We are somehow hearing about what the Equifax CISO studied in college and not about when the firm’s last pen test was. We are hearing about how heads rolled at Equifax but not if the reporting relationship between IT and Security has been revised. Since the interim CISO seems to be reporting to the interim CIO, I am guessing not.
- Someone’s college degree is the last thing anyone should care about. The last Secretary of Defense had a PhD in Medieval History. It’s how you think, how you motivate the organization to focus on security and what experience you bring to the table that matters in being a successful CISO. Hackers are not deterred by anyone’s degree. I like to quote the poet Frank O’Hara on this subject:
- If someone’s chasing you down the street with a knife you just run, you don’t turn around and shout, “Give it up! I was a track star for Mineola Prep.”

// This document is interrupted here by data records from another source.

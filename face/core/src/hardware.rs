//! Hardware Seams
//!
//! The rig never talks to drivers directly. The microphone ADC, the
//! accelerometer and the LED matrix renderer are reached through the traits
//! in this module, so the same tick logic runs against real drivers, the
//! daemon's simulators, or scripted test doubles.

use thiserror::Error;

use crate::compositor::LayerFrame;
use crate::config::AtlasConfig;

/// Standard gravity in m/s², used to turn accelerometer output into g
pub const STANDARD_GRAVITY: f32 = 9.806;

/// Errors raised by sensor drivers and renderers
///
/// The rig has no retry policy: the first error ends the tick loop.
#[derive(Debug, Error)]
pub enum HardwareError {
    /// A sensor read failed
    #[error("Sensor read failed ({sensor}): {message}")]
    Sensor {
        /// Which sensor failed
        sensor: &'static str,
        /// Driver-supplied detail
        message: String,
    },

    /// The renderer rejected a frame
    #[error("Render failed: {0}")]
    Render(String),

    /// Underlying I/O failure
    #[error("I/O error: {0}")]
    Io(#[from] std::io::Error),
}

impl HardwareError {
    /// Build a sensor error
    pub fn sensor(sensor: &'static str, message: impl Into<String>) -> Self {
        Self::Sensor {
            sensor,
            message: message.into(),
        }
    }
}

/// A three-axis acceleration sample in m/s²
#[derive(Clone, Copy, Debug, Default, PartialEq)]
pub struct Acceleration {
    /// X axis
    pub x: f32,
    /// Y axis
    pub y: f32,
    /// Z axis
    pub z: f32,
}

impl Acceleration {
    /// Create a sample from three axis readings
    #[must_use]
    pub const fn new(x: f32, y: f32, z: f32) -> Self {
        Self { x, y, z }
    }

    /// Build a sample from readings already expressed in g
    #[must_use]
    pub fn from_g(x: f32, y: f32, z: f32) -> Self {
        Self {
            x: x * STANDARD_GRAVITY,
            y: y * STANDARD_GRAVITY,
            z: z * STANDARD_GRAVITY,
        }
    }
}

/// Instantaneous microphone amplitude source
pub trait AmplitudeSampler {
    /// Read one raw amplitude value
    ///
    /// # Errors
    ///
    /// Returns [`HardwareError::Sensor`] when the ADC read fails.
    fn sample(&mut self) -> Result<u16, HardwareError>;
}

/// Three-axis accelerometer
pub trait Accelerometer {
    /// Read one acceleration sample in m/s²
    ///
    /// # Errors
    ///
    /// Returns [`HardwareError::Sensor`] when the bus read fails.
    fn acceleration(&mut self) -> Result<Acceleration, HardwareError>;
}

/// Consumer of layer placements
pub trait Renderer {
    /// Load bitmaps and transparency keys before the first frame
    ///
    /// # Errors
    ///
    /// Returns [`HardwareError::Io`] when a bitmap cannot be loaded.
    fn load_atlas(&mut self, atlas: &AtlasConfig) -> Result<(), HardwareError> {
        let _ = atlas;
        Ok(())
    }

    /// Move the layers to the placements in `frame`
    ///
    /// # Errors
    ///
    /// Returns [`HardwareError::Render`] or [`HardwareError::Io`] when the
    /// frame cannot be drawn.
    fn render(&mut self, frame: &LayerFrame) -> Result<(), HardwareError>;
}

impl<T: AmplitudeSampler + ?Sized> AmplitudeSampler for &mut T {
    fn sample(&mut self) -> Result<u16, HardwareError> {
        (**self).sample()
    }
}

impl<T: Accelerometer + ?Sized> Accelerometer for &mut T {
    fn acceleration(&mut self) -> Result<Acceleration, HardwareError> {
        (**self).acceleration()
    }
}

impl<T: Renderer + ?Sized> Renderer for &mut T {
    fn load_atlas(&mut self, atlas: &AtlasConfig) -> Result<(), HardwareError> {
        (**self).load_atlas(atlas)
    }

    fn render(&mut self, frame: &LayerFrame) -> Result<(), HardwareError> {
        (**self).render(frame)
    }
}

- Control effectiveness testing and vulnerability detection are essential. With the constant mantra of “it’s not a matter of if but when you will be hacked,” vendors are adept at selling protective controls and response solutions. Detective controls are harder to sell and so we hear less about them in the marketplace. But just because we don’t hear as much about the tools, doesn’t mean the function, DETECT, isn’t essential. And an effective program of detective controls is like awareness, you need more than a product; you need the right attitude.
- Think an interim CISO promoted from the ranks of IT Ops has the right attitude? They might. But everyone who draws their CISO directly from IT Ops and keeps the CISO reporting into IT Ops needs to accept the risk that IT Operational priorities will overshadow Security and leave the organization unknowingly at risk. Think the CEO who told the CIO to get that credit protection website up and running at Equifax ASAP a week ago meant “and I don’t care if it can be hacked with a cross-site scripting attack, just get it up.” Think the CIO mentioned that they were not taking time to pen test the site before launching it; do you think the CISO was even asked? I don’t know but my guess is it never came up. For that matter, do you think the CIO or CISO even had visibility into the launching of that site or are there areas of the organization that can put up a website without IT, Security or proper change control?
- Your org chart and/or your governance structure had better reflect the role of Security in the organization. Is it just an IT function or something that everyone needs to care about?